I should admit upfront that I am an atheist, as well as a Nietzschean and a deep moral sceptic. I find Hume's Is-Ought Gap convincing and, while I do not deny that I have moral feelings, I think it is more sensible to explain them as human psychological experience, not as "perceptions" of objective moral norms.

My question is about your response to the problem of gratuitous natural evil. In your debate with Walter Sinnott-Armstrong you responded to his hypotheticals about babies dying of painful diseases by saying that we lack the full scope of understanding to evaluate the moral rightness of God's non-intervention. Your argument makes perfect sense. We lack God's omniscience so we cannot judge whether allowing a baby to die of a horrible disease will somehow prevent a terrible evil or enable a great good. In fact, there are probably many constraints on our moral judgment in comparison to a perfectly good being!

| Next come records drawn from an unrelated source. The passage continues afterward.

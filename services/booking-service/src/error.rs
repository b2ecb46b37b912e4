use axum::{
    extract::rejection::{JsonRejection, PathRejection, QueryRejection},
    http::StatusCode,
    response::{IntoResponse, Response},
};
use shared::{models::error::ErrorBody, utils::auth::AuthRejection};
use thiserror::Error;

// Type alias untuk Result dengan AppError
pub type AppResult<T = ()> = Result<T, AppError>;

// Postgres SQLSTATE untuk unique violation
const UNIQUE_VIOLATION: &str = "23505";

// Custom error type untuk booking service dengan response standardized
#[derive(Debug)]
pub enum AppError {
    DatabaseError(sqlx::Error),
    NotFound(String),
    Unauthorized(String),
    Forbidden(String),
    BadRequest(String),
    ValidationError(String),
    Conflict(String),
    RateLimit(String),
    InternalServer(String),
}

impl AppError {
    pub fn not_found(msg: impl Into<String>) -> Self {
        Self::NotFound(msg.into())
    }

    pub fn forbidden(msg: impl Into<String>) -> Self {
        Self::Forbidden(msg.into())
    }

    pub fn validation(msg: impl Into<String>) -> Self {
        Self::ValidationError(msg.into())
    }

    pub fn conflict(msg: impl Into<String>) -> Self {
        Self::Conflict(msg.into())
    }
}

/// Error di seam storage (trait store untuk engine & coordinator)
#[derive(Debug, Error)]
pub enum StoreError {
    #[error("database error: {0}")]
    Database(#[from] sqlx::Error),

    #[error("storage unavailable: {0}")]
    Unavailable(String),
}

// Konversi dari sqlx::Error ke AppError
impl From<sqlx::Error> for AppError {
    fn from(err: sqlx::Error) -> Self {
        match err {
            sqlx::Error::RowNotFound => AppError::NotFound("Data not found".to_string()),
            sqlx::Error::Database(ref db_err) if db_err.code().as_deref() == Some(UNIQUE_VIOLATION) => {
                tracing::warn!("Unique constraint violated: {}", db_err);
                AppError::Conflict("Resource already exists".to_string())
            }
            _ => {
                tracing::error!("Database error: {:?}", err);
                AppError::DatabaseError(err)
            }
        }
    }
}

impl From<StoreError> for AppError {
    fn from(err: StoreError) -> Self {
        match err {
            StoreError::Database(db) => AppError::from(db),
            StoreError::Unavailable(msg) => AppError::InternalServer(msg),
        }
    }
}

impl From<AuthRejection> for AppError {
    fn from(rejection: AuthRejection) -> Self {
        match rejection {
            AuthRejection::Unauthorized(msg) => AppError::Unauthorized(msg),
            AuthRejection::Forbidden(msg) => AppError::Forbidden(msg),
        }
    }
}

impl From<validator::ValidationErrors> for AppError {
    fn from(errors: validator::ValidationErrors) -> Self {
        AppError::ValidationError(errors.to_string())
    }
}

// Rejection extractor axum dibungkus jadi body { code, message }
impl From<JsonRejection> for AppError {
    fn from(rejection: JsonRejection) -> Self {
        match rejection {
            // JSON valid tapi field salah tipe / di luar range
            JsonRejection::JsonDataError(e) => AppError::ValidationError(e.body_text()),
            other => AppError::BadRequest(other.body_text()),
        }
    }
}

impl From<PathRejection> for AppError {
    fn from(rejection: PathRejection) -> Self {
        AppError::BadRequest(rejection.body_text())
    }
}

impl From<QueryRejection> for AppError {
    fn from(rejection: QueryRejection) -> Self {
        AppError::BadRequest(rejection.body_text())
    }
}

// Implementasi IntoResponse untuk return error sebagai JSON { code, message }
impl IntoResponse for AppError {
    fn into_response(self) -> Response {
        let (status, code, message) = match &self {
            AppError::DatabaseError(err) => {
                tracing::error!("Database error: {:?}", err);
                (
                    StatusCode::INTERNAL_SERVER_ERROR,
                    "internal_error",
                    "Internal storage error".to_string(),
                )
            }
            AppError::NotFound(msg) => (StatusCode::NOT_FOUND, "not_found", msg.clone()),
            AppError::Unauthorized(msg) => (StatusCode::UNAUTHORIZED, "unauthorized", msg.clone()),
            AppError::Forbidden(msg) => (StatusCode::FORBIDDEN, "forbidden", msg.clone()),
            AppError::BadRequest(msg) => (StatusCode::BAD_REQUEST, "bad_request", msg.clone()),
            AppError::ValidationError(msg) => {
                tracing::warn!("Validation error: {}", msg);
                (StatusCode::UNPROCESSABLE_ENTITY, "validation_error", msg.clone())
            }
            AppError::Conflict(msg) => {
                tracing::warn!("Conflict error: {}", msg);
                (StatusCode::CONFLICT, "conflict", msg.clone())
            }
            AppError::RateLimit(msg) => {
                tracing::warn!("Rate limit exceeded: {}", msg);
                (StatusCode::TOO_MANY_REQUESTS, "rate_limit", msg.clone())
            }
            AppError::InternalServer(msg) => {
                tracing::error!("Internal server error: {}", msg);
                (
                    StatusCode::INTERNAL_SERVER_ERROR,
                    "internal_error",
                    "Internal server error".to_string(),
                )
            }
        };

        ErrorBody::new(code, message).into_response_with(status)
    }
}

impl std::fmt::Display for AppError {
    fn fmt(&self, f: &mut std::fmt::Formatter<'_>) -> std::fmt::Result {
        match self {
            AppError::DatabaseError(err) => write!(f, "Database error: {}", err),
            AppError::NotFound(msg) => write!(f, "Not found: {}", msg),
            AppError::Unauthorized(msg) => write!(f, "Unauthorized: {}", msg),
            AppError::Forbidden(msg) => write!(f, "Forbidden: {}", msg),
            AppError::BadRequest(msg) => write!(f, "Bad request: {}", msg),
            AppError::ValidationError(msg) => write!(f, "Validation error: {}", msg),
            AppError::Conflict(msg) => write!(f, "Conflict: {}", msg),
            AppError::RateLimit(msg) => write!(f, "Rate limit exceeded: {}", msg),
            AppError::InternalServer(msg) => write!(f, "Internal server error: {}", msg),
        }
    }
}

#[cfg(test)]
mod tests {
    use super::*;

    #[test]
    fn test_status_mapping() {
        assert_eq!(AppError::conflict("x").into_response().status(), StatusCode::CONFLICT);
        assert_eq!(AppError::not_found("x").into_response().status(), StatusCode::NOT_FOUND);
        assert_eq!(
            AppError::validation("x").into_response().status(),
            StatusCode::UNPROCESSABLE_ENTITY
        );
        assert_eq!(
            AppError::InternalServer("secret detail".to_string()).into_response().status(),
            StatusCode::INTERNAL_SERVER_ERROR
        );
    }

    #[test]
    fn test_row_not_found_maps_to_not_found() {
        let err = AppError::from(sqlx::Error::RowNotFound);
        assert!(matches!(err, AppError::NotFound(_)));
    }

    #[test]
    fn test_auth_rejection_mapping() {
        let err = AppError::from(AuthRejection::Forbidden("nope".to_string()));
        assert!(matches!(err, AppError::Forbidden(_)));
    }

    mod extractor_rejections {
        use crate::{domain::template::GenerateSlotsRequest, error::AppError};
        use axum::{
            body::{to_bytes, Body},
            extract::{Path, Query},
            http::{header, Request, StatusCode},
            routing::{get, post},
            Json, Router,
        };
        use axum_extra::extract::WithRejection;
        use shared::models::error::ErrorBody;
        use tower::ServiceExt;

        async fn generate(
            WithRejection(Json(payload), _): WithRejection<Json<GenerateSlotsRequest>, AppError>,
        ) -> String {
            payload.start_date.to_string()
        }

        async fn book(WithRejection(Path(slot_id), _): WithRejection<Path<i32>, AppError>) -> String {
            slot_id.to_string()
        }

        async fn slots(
            WithRejection(Query(filter), _): WithRejection<Query<crate::domain::slot::SlotFilter>, AppError>,
        ) -> String {
            format!("{:?}", filter.from)
        }

        fn router() -> Router {
            Router::new()
                .route("/schedule-templates/generate", post(generate))
                .route("/sessions/book/{slot_id}", post(book))
                .route("/availability/{id}", get(slots))
        }

        async fn send(request: Request<Body>) -> (StatusCode, ErrorBody) {
            let response = router().oneshot(request).await.unwrap();
            let status = response.status();
            let bytes = to_bytes(response.into_body(), usize::MAX).await.unwrap();
            let body: ErrorBody = serde_json::from_slice(&bytes).expect("error body must be JSON");
            (status, body)
        }

        fn json_post(uri: &str, body: &str) -> Request<Body> {
            Request::post(uri)
                .header(header::CONTENT_TYPE, "application/json")
                .body(Body::from(body.to_string()))
                .unwrap()
        }

        #[tokio::test]
        async fn test_out_of_range_date_is_json_validation_error() {
            let (status, body) = send(json_post(
                "/schedule-templates/generate",
                r#"{"start_date":"2026-13-01","end_date":"2026-12-01"}"#,
            ))
            .await;

            assert_eq!(status, StatusCode::UNPROCESSABLE_ENTITY);
            assert_eq!(body.code, "validation_error");
            assert!(body.message.contains("start_date"));
        }

        #[tokio::test]
        async fn test_malformed_json_is_bad_request() {
            let (status, body) = send(json_post("/schedule-templates/generate", "{not json")).await;
            assert_eq!(status, StatusCode::BAD_REQUEST);
            assert_eq!(body.code, "bad_request");
        }

        #[tokio::test]
        async fn test_missing_content_type_is_bad_request() {
            let request = Request::post("/schedule-templates/generate")
                .body(Body::from(r#"{"start_date":"2026-11-01","end_date":"2026-11-02"}"#))
                .unwrap();
            let (status, body) = send(request).await;
            assert_eq!(status, StatusCode::BAD_REQUEST);
            assert_eq!(body.code, "bad_request");
        }

        #[tokio::test]
        async fn test_non_numeric_path_is_bad_request() {
            let request = Request::post("/sessions/book/abc").body(Body::empty()).unwrap();
            let (status, body) = send(request).await;
            assert_eq!(status, StatusCode::BAD_REQUEST);
            assert_eq!(body.code, "bad_request");
        }

        #[tokio::test]
        async fn test_invalid_query_date_is_bad_request() {
            let request = Request::get("/availability/5?from=kemarin").body(Body::empty()).unwrap();
            let (status, body) = send(request).await;
            assert_eq!(status, StatusCode::BAD_REQUEST);
            assert_eq!(body.code, "bad_request");
        }
    }
}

But your response to the problem of gratuitous natural evil seems to create a problem for people who want to be moral. I perceive a baby dying of a painful disease as a moral evil and I judge God to be an immoral monster for allowing that to happen. But your response suggests that my judgment is in error: how do I know God does not have some greater reason for allowing that suffering? But doesn't that mean that all of my moral judgments are possibly in error? If I lack the knowledge and scope of cognition to judge God as immoral for allowing a baby to die of a horrible disease, am I not similarly unqualified to judge a human who can cure a dying baby, but chooses not to? Going even further, if I see someone about to die in a tsunami, should I try to save them? What if God is trying to accomplish some greater good by allowing that person to die?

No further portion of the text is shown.